От сентиментализма к романтизму и реализму - Коллектив Авторов
Шрифт:
Интервал:
Закладка:
Однако для Гоголя значение Пушкина как поэта, ближайшего литературного союзника и советчика, великой духовной опоры было огромно. Гоголь раньше и лучше других понял «простоту, величие и силу» поэзии Пушкина, ее национальную зрелость и самобытность. Обо всем этом Гоголь сказал в замечательной статье «Несколько слов о Пушкине». Начатая в 1832 г., она была напечатана в 1835 г. Смерть Пушкина Гоголь воспринял как свою личную катастрофу. С этого времени чувство творческого одиночества не покидало писателя, усиливаясь с годами, и нашло свое косвенное выражение в лирическом монологе VII главы «Мертвых душ» о безрадостной участи «непризнанного писателя», который «без ответа, без участья, как бессемейный спутник останется… один посреди дороги. Сурово его поприще, и горько почувствует он свое одиночество».[531]

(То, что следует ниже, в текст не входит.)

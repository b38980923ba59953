use super::{EmailError, SecureEmailManager};
use crate::modules::utils::io::{is_valid_email, prompt_password, read_line};

const DEFAULT_SMTP_PORT: u16 = 587;

/// Interactively collect SMTP settings and store them in the keyring
pub fn setup_email_credentials(manager: &SecureEmailManager) -> Result<(), EmailError> {
    println!("\n=== Email Configuration Setup ===");

    let host = loop {
        println!("Enter SMTP server address (e.g., smtp.gmail.com):");
        let input = read_input()?;
        match validate_host(&input) {
            Some(host) => break host,
            None => println!("Invalid SMTP server format. Please enter a valid domain."),
        }
    };

    let port = loop {
        println!("Enter SMTP port (default: {}):", DEFAULT_SMTP_PORT);
        let input = read_input()?;
        match parse_port(&input) {
            Some(port) => break port,
            None => println!("Invalid port number. Please enter a value between 1 and 65535."),
        }
    };

    let username = loop {
        println!("Enter the sender email address:");
        let input = read_input()?;
        if is_valid_email(&input) {
            break input.trim().to_string();
        }
        println!("Invalid email format. Please try again.");
    };

    let password = prompt_password("SMTP password (app password)")
        .map_err(|e| EmailError::Credentials(format!("failed to read password: {}", e)))?;
    if password.is_empty() {
        return Err(EmailError::Credentials("SMTP password cannot be empty".to_string()));
    }

    manager.store_credentials(&username, &password, &host, port)?;
    println!("Email credentials stored in the system keyring.");
    Ok(())
}

fn read_input() -> Result<String, EmailError> {
    read_line().map_err(|e| EmailError::Credentials(format!("failed to read input: {}", e)))
}

fn validate_host(input: &str) -> Option<String> {
    let input = input.trim();
    if input.is_empty() || !input.contains('.') || input.contains(' ') {
        return None;
    }
    Some(input.to_string())
}

fn parse_port(input: &str) -> Option<u16> {
    let input = input.trim();
    if input.is_empty() {
        return Some(DEFAULT_SMTP_PORT);
    }
    match input.parse::<u16>() {
        Ok(p) if p > 0 => Some(p),
        _ => None,
    }
}

#[cfg(test)]
mod tests {
    use super::*;

    #[test]
    fn test_parse_port() {
        assert_eq!(parse_port(""), Some(587));
        assert_eq!(parse_port(" 465 "), Some(465));
        assert_eq!(parse_port("0"), None);
        assert_eq!(parse_port("70000"), None);
        assert_eq!(parse_port("smtp"), None);
    }

    #[test]
    fn test_validate_host() {
        assert_eq!(validate_host(" smtp.gmail.com "), Some("smtp.gmail.com".to_string()));
        assert_eq!(validate_host("localhost"), None);
        assert_eq!(validate_host("smtp .example.com"), None);
        assert_eq!(validate_host(""), None);
    }
}
// Declare all modules
pub mod auth;
pub mod config;
pub mod email;
pub mod store;
pub mod utils;

// No re-exports here as they're handled in lib.rs
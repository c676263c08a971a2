//! Frontend log lines written into the server log.

use axum::{http::StatusCode, response::Json};
use log::Level;
use shared::{ClientLogLevel, ClientLogRequest, ClientLogResponse};

const DEFAULT_SOURCE: &str = "web";

fn to_level(level: ClientLogLevel) -> Level {
    match level {
        ClientLogLevel::Debug => Level::Debug,
        ClientLogLevel::Info => Level::Info,
        ClientLogLevel::Warn => Level::Warn,
        ClientLogLevel::Error => Level::Error,
    }
}

/// Forward one frontend log line under the `client` target
pub async fn forward_client_log(
    Json(request): Json<ClientLogRequest>,
) -> (StatusCode, Json<ClientLogResponse>) {
    let source = request.source.as_deref().unwrap_or(DEFAULT_SOURCE);
    log::log!(
        target: "client",
        to_level(request.level),
        "[{}] {}",
        source,
        request.message
    );

    (StatusCode::ACCEPTED, Json(ClientLogResponse { accepted: true }))
}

Однако здесь же обнаруживается и сложность отношения Гоголя к великому поэту, которую не раз отмечали и по-разному объясняли исследователи.[532]
Если сопоставить приведенные слова Гоголя с его статьей «Несколько слов о Пушкине» и с развернутой характеристикой Пушкина в «Выбранных местах из переписки с друзьями» (глава «В чем же наконец существо русской поэзии», 1847), то становится очевидно, что, говоря в «Мертвых душах» о «счастливом» общепризнанном писателе, который в противоположность «непризнанному», т. е. самому Гоголю, «не изменял ни разу возвышенного строя своей лиры», «окурил упоительным куревом людские очи… чудно польстил им, сокрыв печальное в жизни, показав им прекрасного человека» (6, 133), Гоголь имел в виду Пушкина, о котором он в 1835 г. писал: «Это русский человек в его развитии, в каком он, может быть, явится через двести лет. В нем русская природа, русская душа, русский язык, русский характер отразились в такой чистоте, в такой очищенной красоте, в какой отражается ландшафт на выпуклой поверхности оптического стекла» (8, 50). «Очищенная красота» – это, конечно, дифирамб, но вместе и намек на то, что Пушкин не сделал и что выпало на долю сделать его преемнику, Гоголю.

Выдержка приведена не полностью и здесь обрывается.